Studio album by Vern Gosdin
- Released: August 14, 1990
- Genre: Country
- Length: 34:21
- Label: Columbia
- Producer: Bob Montgomery

Vern Gosdin chronology
| Alone (1989) | 10 Years of Hits – Newly Recorded (1990) | Out of My Heart (1991) |

= 10 Years of Greatest Hits – Newly Recorded =

10 Years of Hits – Newly Recorded is the twelfth studio album by American country music artist Vern Gosdin. It was released in 1990 via Columbia Records.
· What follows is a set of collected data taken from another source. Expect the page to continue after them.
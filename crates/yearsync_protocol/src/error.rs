//! Error types for the protocol crate.

use thiserror::Error;

/// Result type for codec operations.
pub type CodecResult<T> = Result<T, CodecError>;

/// Errors that can occur while encoding a request or decoding a response.
#[derive(Error, Debug, Clone, PartialEq, Eq)]
pub enum CodecError {
    /// Failed to encode a message to CBOR.
    #[error("encoding failed: {message}")]
    EncodingFailed {
        /// Description of the encoding error.
        message: String,
    },

    /// Failed to decode CBOR bytes.
    #[error("decoding failed: {message}")]
    DecodingFailed {
        /// Description of the decoding error.
        message: String,
    },

    /// A field decoded but holds a value the protocol does not allow.
    #[error("invalid field {field}: {message}")]
    InvalidField {
        /// Wire name of the field.
        field: &'static str,
        /// What is wrong with it.
        message: String,
    },
}

impl CodecError {
    /// Create an encoding failed error.
    pub fn encoding_failed(message: impl Into<String>) -> Self {
        Self::EncodingFailed {
            message: message.into(),
        }
    }

    /// Create a decoding failed error.
    pub fn decoding_failed(message: impl Into<String>) -> Self {
        Self::DecodingFailed {
            message: message.into(),
        }
    }

    /// Create an invalid field error.
    pub fn invalid_field(field: &'static str, message: impl Into<String>) -> Self {
        Self::InvalidField {
            field,
            message: message.into(),
        }
    }
}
The album peaked at number 21 on the Billboard Top Country Albums chart.

Professional ratings
Review scores
| Source | Rating |
| Allmusic |  |

==Track listing==

| No. | Title | Writer(s) | Length |
|---|---|---|---|
| 1. | "If You're Gonna Do Me Wrong (Do It Right)" | Max D. Barnes, Vern Gosdin | 3:28 |
| 2. | "Slow Burning Memory" | Max D. Barnes, V. Gosdin | 3:06 |
| 3. | "This Ain't My First Rodeo" | Max D. Barnes, Hank Cochran, V. Gosdin | 3:06 |
| 4. | "Today My World Slipped Away" | V. Gosdin, Mark Wright | 3:12 |
| 5. | "Way Down Deep" | Max D. Barnes, Max T. Barnes | 2:46 |
| 6. | "Is It Raining at Your House" | Cochran, Dean Dillon, V. Gosdin | 2:59 |
| 7. | "Friday Night Feeling" | Richard Landers | 3:02 |
| 8. | "Till the End" | Cathy Gosdin | 2:52 |
| 9. | "I Can Tell By the Way You Dance (You're Gonna Love Me Tonight)" | Sandy Pinkard, Robb Strandlund | 2:46 |
| 10. | "Time Stood Still" | Robert Jones | 3:31 |
| 11. | "Was It Just the Wine" | Cannon, V. Gosdin | 3:12 |

==Personnel==
- Mark Casstevens - acoustic guitar
- Carol Chase - background vocals
- Linda Davis - background vocals
- Vern Gosdin - lead vocals, background vocals
- Jerry Kroon - drums
- Brent Mason - electric guitar
- Tim Mensy - electric guitar
- Ron Oates - keyboards
- Billy Sanford - electric guitar
- Lisa Silver - background vocals
- Ricky Skaggs - background vocals
- Jim Vest - steel guitar
- Bergen White - background vocals
- Dennis Wilson - background vocals
- Lonnie Wilson - drums
- Bob Wray - bass guitar

==Charts==

===Weekly charts===

| Chart (1990) | Peak position |
|---|---|
| US Top Country Albums (Billboard) | 21 |

===Year-end charts===

| Chart (1991) | Position |
|---|---|
| US Top Country Albums (Billboard) | 50 |

==Certifications==

| Region | Certification | Certified units/sales |
| United States (RIAA) | Gold | 500,000^{^} |
^{^} Shipments figures based on certification alone.